→ INFORMATION PROVIDED
━━━━━━━━━━━━━━━━
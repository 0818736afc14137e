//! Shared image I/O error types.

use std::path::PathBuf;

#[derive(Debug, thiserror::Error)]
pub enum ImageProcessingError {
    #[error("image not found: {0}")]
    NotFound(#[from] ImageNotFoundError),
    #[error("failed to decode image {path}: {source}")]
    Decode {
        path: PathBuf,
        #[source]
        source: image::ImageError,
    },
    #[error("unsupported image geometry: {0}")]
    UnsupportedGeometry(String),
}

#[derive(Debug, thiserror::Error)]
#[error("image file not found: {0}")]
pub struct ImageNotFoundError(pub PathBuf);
━━━━━━━━━━━━━━━━
→ EXERCISE REQUIREMENTS
What you should produce is an exact copy of the records above.

→ YOUR RESPONSE
repository 0818736afc14137e
//! Shared image I/O error types.

use std::path::PathBuf;

#[derive(Debug, thiserror::Error)]
pub enum ImageProcessingError {
    #[error("image not found: {0}")]
    NotFound(#[from] ImageNotFoundError),
    #[error("failed to decode image {path}: {source}")]
    Decode {
        path: PathBuf,
        #[source]
        source: image::ImageError,
    },
    #[error("unsupported image geometry: {0}")]
    UnsupportedGeometry(String),
}

#[derive(Debug, thiserror::Error)]
#[error("image file not found: {0}")]
pub struct ImageNotFoundError(pub PathBuf);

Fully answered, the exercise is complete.